REPUBLIKA.CO.ID, JAKARTA--Pakar Kriminologi dari Universitas Indonesia Adrianus Meliala mengaku optimistis implementasi pasal terkait kohabitasi tidak akan melanggar hak asasi manusia (HAM). "Soal kohabitasi, optimistis. Kan kalimat dalam pasalnya amat jelas, yakni delik aduan," kata Adrianus, Rabu (14/12/2022).
Pernyataan tersebut ia ungkapkan ketika membahas mengenai penegakan pasal-pasal yang terkandung di dalam Kitab Undang-Undang Hukum Pidana (KUHP) yang baru. Adrianus optimistis bahwa penegakan Pasal 412 KUHP tentang hidup bersama tanpa pernikahan (kohabitasi) tidak akan melanggar atau mencederai HAM.
Pasal tersebut menjadi perdebatan publik dalam beberapa waktu terakhir. Terkait dengan perdebatan publik yang kini tengah berlangsung, Adrianus berpandangan bahwa sebaiknya para aparat penegak hukum tidak melawan wacana tersebut dengan wacana, tetapi melawan dengan perbuatan nyata.
"Caranya, bekerja sesuai prosedur, menegakkan ketentuan tanpa minta uang dan tanpa pakai kekerasan, apa adanya saja," kata Adrianus.

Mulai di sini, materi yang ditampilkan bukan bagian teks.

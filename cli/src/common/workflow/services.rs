//! # ddev Service Container Specs
//!
//! File: cli/src/common/workflow/services.rs
//!
//! ## Overview
//!
//! Builds the [`RunSpec`] for each service container a project declares.
//! This is the single place container wiring lives — images, mounts,
//! environment, networks — so the orchestrator and the snapshot manager
//! (which recreates the db container around a restore) agree on it.
//!
use crate::common::docker::operations::RunSpec;
use crate::common::project::{self, ProjectDescriptor, Role};
use crate::core::config::GlobalConfig;
use std::path::Path;

/// In-container mount point of the project's `.config` directory. The
/// snapshot manager writes dumps through this mount.
pub const CONFIG_MOUNT: &str = "/mnt/ddev-config";
/// Web docroot inside the web and sidecar containers.
pub const DOCROOT: &str = "/var/www/html";
/// Read-only mount point of a snapshot directory during restore.
pub const RESTORE_MOUNT: &str = "/mnt/ddev-restore";
/// Env var telling the db entrypoint to restore the named snapshot.
pub const RESTORE_ENV: &str = "DDEV_DB_RESTORE_SNAPSHOT";

fn db_data_dir(engine: &str) -> &'static str {
    match engine {
        "postgres" => "/var/lib/postgresql/data",
        _ => "/var/lib/mysql",
    }
}

/// Database service container.
pub fn db_spec(desc: &ProjectDescriptor, _global: &GlobalConfig) -> RunSpec {
    let name = project::container_name(&desc.name, Role::Db);
    let mut spec = RunSpec::new(&name, &desc.database.image(), &desc.name, Role::Db.as_str())
        .network(&project::network_name(&desc.name))
        .volume(
            &project::db_volume(&desc.name),
            db_data_dir(&desc.database.engine),
        )
        .bind(desc.config_dir(), CONFIG_MOUNT, false);
    spec = match desc.database.engine.as_str() {
        "postgres" => spec
            .env("POSTGRES_PASSWORD", "db")
            .env("POSTGRES_USER", "db")
            .env("POSTGRES_DB", "db"),
        _ => spec
            .env("MYSQL_ROOT_PASSWORD", "root")
            .env("MYSQL_DATABASE", "db")
            .env("MYSQL_USER", "db")
            .env("MYSQL_PASSWORD", "db"),
    };
    spec
}

/// Database container in restore mode: the normal spec plus the snapshot
/// directory mounted read-only and the restore trigger in the environment.
pub fn db_restore_spec(
    desc: &ProjectDescriptor,
    global: &GlobalConfig,
    snapshot_name: &str,
    snapshot_dir: &Path,
) -> RunSpec {
    db_spec(desc, global)
        .bind(snapshot_dir.to_path_buf(), RESTORE_MOUNT, true)
        .env(RESTORE_ENV, snapshot_name)
}

/// Web service container. With sync enabled the docroot comes from the
/// sync volume (populated by the sidecar session); otherwise the project
/// root is bind-mounted directly.
pub fn web_spec(desc: &ProjectDescriptor, global: &GlobalConfig, sync_enabled: bool) -> RunSpec {
    let name = project::container_name(&desc.name, Role::Web);
    let spec = RunSpec::new(&name, &global.web_image, &desc.name, Role::Web.as_str())
        .network(&project::network_name(&desc.name))
        .env("DDEV_PROJECT", &desc.name);
    if sync_enabled {
        spec.volume(&project::sync_volume(&desc.name), DOCROOT)
    } else {
        spec.bind(desc.approot.clone(), DOCROOT, false)
    }
}

/// Optional database-admin container.
pub fn dba_spec(desc: &ProjectDescriptor, global: &GlobalConfig) -> RunSpec {
    let name = project::container_name(&desc.name, Role::Dba);
    RunSpec::new(&name, &global.dba_image, &desc.name, Role::Dba.as_str())
        .network(&project::network_name(&desc.name))
        .env(
            "PMA_HOST",
            &project::container_name(&desc.name, Role::Db),
        )
}

/// Sync sidecar: exposes the sync volume to the daemon over the docker
/// transport. The image has no long-running entrypoint of its own.
pub fn sidecar_spec(desc: &ProjectDescriptor, global: &GlobalConfig) -> RunSpec {
    let name = project::container_name(&desc.name, Role::SyncSidecar);
    RunSpec::new(&name, &global.sync_sidecar_image, &desc.name, Role::SyncSidecar.as_str())
        .network(&project::network_name(&desc.name))
        .volume(&project::sync_volume(&desc.name), DOCROOT)
        .cmd(&["sleep", "infinity"])
}

// --- Unit Tests ---
#[cfg(test)]
mod tests {
    use super::*;
    use crate::common::docker::operations::MountSource;
    use std::path::PathBuf;

    fn demo_desc() -> ProjectDescriptor {
        ProjectDescriptor {
            name: "demo".to_string(),
            database: Default::default(),
            omit_containers: Default::default(),
            mutagen: None,
            approot: PathBuf::from("/home/me/demo"),
        }
    }

    #[test]
    fn test_db_spec_wiring() {
        let desc = demo_desc();
        let global = GlobalConfig::default();
        let spec = db_spec(&desc, &global);
        assert_eq!(spec.name, "ddev-demo-db");
        assert_eq!(spec.image, "mariadb:10.11");
        assert_eq!(spec.network.as_deref(), Some("ddev-demo"));
        // Data volume plus the config-dir bind the snapshot manager needs.
        assert!(spec.mounts.iter().any(|m| m.target == "/var/lib/mysql"
            && m.source == MountSource::Volume("ddev-demo-db".to_string())));
        assert!(spec
            .mounts
            .iter()
            .any(|m| m.target == CONFIG_MOUNT && !m.readonly));
    }

    #[test]
    fn test_restore_spec_adds_snapshot_mount_and_trigger() {
        let desc = demo_desc();
        let global = GlobalConfig::default();
        let spec = db_restore_spec(&desc, &global, "s1", Path::new("/home/me/demo/.config/db_snapshots/s1"));
        assert!(spec
            .mounts
            .iter()
            .any(|m| m.target == RESTORE_MOUNT && m.readonly));
        assert_eq!(spec.env.get(RESTORE_ENV), Some(&"s1".to_string()));
    }

    #[test]
    fn test_web_spec_docroot_source_follows_sync_mode() {
        let desc = demo_desc();
        let global = GlobalConfig::default();

        let direct = web_spec(&desc, &global, false);
        assert!(direct.mounts.iter().any(|m| m.target == DOCROOT
            && m.source == MountSource::Bind(PathBuf::from("/home/me/demo"))));

        let synced = web_spec(&desc, &global, true);
        assert!(synced.mounts.iter().any(|m| m.target == DOCROOT
            && m.source == MountSource::Volume("ddev-demo-sync".to_string())));
    }

    #[test]
    fn test_sidecar_spec_keeps_container_alive() {
        let desc = demo_desc();
        let spec = sidecar_spec(&desc, &GlobalConfig::default());
        assert_eq!(spec.cmd.as_deref(), Some(&["sleep".to_string(), "infinity".to_string()][..]));
    }
}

Dengan demikian, kekhawatiran masyarakat terkait pelanggaran HAM maupun pelanggaran batas-batas privasi dapat ditepis dengan aksi nyata. Sebelumnya, Wakil Menteri Hukum dan Hak Asasi Manusia (Wamenkumham) Edward Omar Sharif Hiariej menyatakan bahwa pasal tentang kesusilaan dalam KUHP bertujuan untuk melindungi masyarakat dari tindak kesewenang-wenangan.
"Ketika pasal ini diatur di KUHP, pasti tidak ada penggerebekan dan tidak ada razia," kata Eddy, sapaan akrab Edward, dalam seminar di Kompleks Parlemen, Senayan, Jakarta, Rabu (14/12/2022).
Ia menjelaskan, selama ini di beberapa daerah terdapat aturan yang membuat Satuan Polisi Pamong Praja (Satpol PP) melakukan razia dan penggerebekan dengan memasuki hotel dan penginapan. Setelah pasal itu diatur dalam KUHP dan diberikan penjelasan, kata Eddy, maka semua peraturan perundang-undangan di bawah undang-undang tidak berlaku.
"Justru memberikan perlindungan dari kesewenang-wenangan Satpol PP di daerah," ucap Eddy.